**TASK:**
Among the entries below, find the lines holding "PolicyEntry" and copy them.

**RECORDED DATA:**
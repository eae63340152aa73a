//! In-memory administration backend
//!
//! [`MemoryBackend`] keeps a realm database in process and answers with the same status codes a
//! kadm5 server would. Clones share the same database, so several [`Context`][`crate::Context`]s
//! (and thus several [`Handle`][`crate::Handle`]s) can administer it at once.
//!
//! ```
//! use kadmin_session::{Context, Handle, KAdminImpl, memory::MemoryBackend};
//!
//! let backend = MemoryBackend::new("TEST.LOCAL").with_admin("admin/admin", "secret");
//! let kadmin = Handle::builder(Context::new(backend).unwrap())
//!     .with_password("admin/admin", "secret")
//!     .unwrap();
//! kadmin.create_principal("alice", Some("hunter2")).unwrap();
//! assert!(kadmin.principal_exists("alice@TEST.LOCAL").unwrap());
//! ```

use std::{
    collections::{BTreeMap, BTreeSet},
    sync::{Arc, Mutex, MutexGuard, PoisonError},
};

use regex::Regex;

use crate::{
    backend::{
        Backend, Connection, Credentials, ErrorCode, Mask, PolicyEntry, PrincipalEntry,
        KADM5_AUTH_INSUFFICIENT, KADM5_BAD_CLASS, KADM5_BAD_HISTORY, KADM5_BAD_LENGTH,
        KADM5_BAD_MIN_PASS_LIFE, KADM5_BAD_PASSWORD, KADM5_BAD_POLICY, KADM5_BAD_PRINCIPAL,
        KADM5_DUP, KADM5_FAILURE, KADM5_GSS_ERROR, KADM5_NO_SRV, KADM5_PASS_Q_CLASS,
        KADM5_PASS_Q_TOOSHORT, KADM5_PASS_REUSE, KADM5_PASS_TOOSOON, KADM5_POLICY_REF,
        KADM5_RPC_ERROR, KADM5_UNK_POLICY, KADM5_UNK_PRINC,
    },
    conv::now_ts,
    error::Operation,
    name::PrincipalName,
    params::Params,
};

/// Key material stored for a principal
#[derive(Clone, Debug, PartialEq, Eq)]
enum Key {
    Password(String),
    Random,
    None,
}

#[derive(Clone, Debug)]
struct StoredPrincipal {
    entry: PrincipalEntry,
    key: Key,
    /// Previous passwords, most recent last
    history: Vec<String>,
}

#[derive(Clone, Debug)]
struct InjectedFailure {
    op: Operation,
    name: Option<String>,
    code: ErrorCode,
}

#[derive(Debug, Default)]
struct Kdc {
    realm: String,
    default_realm: bool,
    admin_server: Option<String>,
    acl: BTreeSet<String>,
    principals: BTreeMap<String, StoredPrincipal>,
    policies: BTreeMap<String, PolicyEntry>,
    live_contexts: usize,
    released_contexts: usize,
    live_connections: usize,
    init_failure: Option<ErrorCode>,
    connect_failure: Option<ErrorCode>,
    failures: Vec<InjectedFailure>,
}

impl Kdc {
    /// Pop a one-shot failure registered for `op` on `name`
    fn injected(&mut self, op: Operation, name: &str) -> Result<(), ErrorCode> {
        let position = self.failures.iter().position(|failure| {
            failure.op == op && failure.name.as_deref().map_or(true, |n| n == name)
        });
        match position {
            Some(position) => Err(self.failures.remove(position).code),
            None => Ok(()),
        }
    }

    fn principal_mut(&mut self, name: &PrincipalName) -> Result<&mut StoredPrincipal, ErrorCode> {
        self.principals
            .get_mut(&name.to_string())
            .ok_or(KADM5_UNK_PRINC)
    }

    fn attach_policy(&mut self, policy: &str) -> Result<(), ErrorCode> {
        let policy = self.policies.get_mut(policy).ok_or(KADM5_UNK_POLICY)?;
        policy.policy_refcnt += 1;
        Ok(())
    }

    fn detach_policy(&mut self, policy: Option<&str>) {
        if let Some(policy) = policy.and_then(|policy| self.policies.get_mut(policy)) {
            policy.policy_refcnt = (policy.policy_refcnt - 1).max(0);
        }
    }

    fn policy_of(&self, entry: &PrincipalEntry) -> Option<&PolicyEntry> {
        entry
            .policy
            .as_deref()
            .and_then(|policy| self.policies.get(policy))
    }
}

/// Number of character classes in `password`: lower case, upper case, digits, punctuation, and
/// everything else
fn character_classes(password: &str) -> i64 {
    let mut classes = [false; 5];
    for c in password.chars() {
        let class = if c.is_ascii_lowercase() {
            0
        } else if c.is_ascii_uppercase() {
            1
        } else if c.is_ascii_digit() {
            2
        } else if c.is_ascii_punctuation() {
            3
        } else {
            4
        };
        classes[class] = true;
    }
    classes.iter().filter(|c| **c).count() as i64
}

fn check_password_quality(policy: Option<&PolicyEntry>, password: &str) -> Result<(), ErrorCode> {
    let Some(policy) = policy else {
        return Ok(());
    };
    if (password.chars().count() as i64) < policy.pw_min_length {
        return Err(KADM5_PASS_Q_TOOSHORT);
    }
    if character_classes(password) < policy.pw_min_classes {
        return Err(KADM5_PASS_Q_CLASS);
    }
    Ok(())
}

fn check_policy_entry(entry: &PolicyEntry, mask: Mask) -> Result<(), ErrorCode> {
    if entry.policy.is_empty() {
        return Err(KADM5_BAD_POLICY);
    }
    if mask.contains(Mask::PW_MIN_LENGTH) && entry.pw_min_length < 1 {
        return Err(KADM5_BAD_LENGTH);
    }
    if mask.contains(Mask::PW_MIN_CLASSES) && !(1..=5).contains(&entry.pw_min_classes) {
        return Err(KADM5_BAD_CLASS);
    }
    if mask.contains(Mask::PW_HISTORY_NUM) && entry.pw_history_num < 1 {
        return Err(KADM5_BAD_HISTORY);
    }
    Ok(())
}

/// Translate a shell-style glob into an anchored regular expression
///
/// Supports `*`, `?` and `[...]` classes, with `[!...]` negating the class. An unterminated `[`
/// matches itself.
fn glob_to_regex(glob: &str) -> Result<Regex, regex::Error> {
    let mut pattern = String::from("^");
    let mut chars = glob.chars();
    while let Some(c) = chars.next() {
        match c {
            '*' => pattern.push_str(".*"),
            '?' => pattern.push('.'),
            '[' => {
                let rest: String = chars.clone().collect();
                match rest.find(']') {
                    Some(end) if end > 0 => {
                        let class = &rest[..end];
                        pattern.push('[');
                        let class = match class.strip_prefix('!') {
                            Some(negated) => {
                                pattern.push('^');
                                negated
                            }
                            None => class,
                        };
                        for c in class.chars() {
                            if matches!(c, '\\' | '[' | '^' | '&' | '~') {
                                pattern.push('\\');
                            }
                            pattern.push(c);
                        }
                        pattern.push(']');
                        for _ in rest[..=end].chars() {
                            chars.next();
                        }
                    }
                    _ => pattern.push_str(r"\["),
                }
            }
            '\\' => match chars.next() {
                Some(escaped) => pattern.push_str(&regex::escape(&escaped.to_string())),
                None => pattern.push_str(r"\\"),
            },
            c => pattern.push_str(&regex::escape(&c.to_string())),
        }
    }
    pattern.push('$');
    Regex::new(&pattern)
}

**THE COMPLETED TASK:**
        Backend, Connection, Credentials, ErrorCode, Mask, PolicyEntry, PrincipalEntry,
    policies: BTreeMap<String, PolicyEntry>,
    fn policy_of(&self, entry: &PrincipalEntry) -> Option<&PolicyEntry> {
fn check_password_quality(policy: Option<&PolicyEntry>, password: &str) -> Result<(), ErrorCode> {
fn check_policy_entry(entry: &PolicyEntry, mask: Mask) -> Result<(), ErrorCode> {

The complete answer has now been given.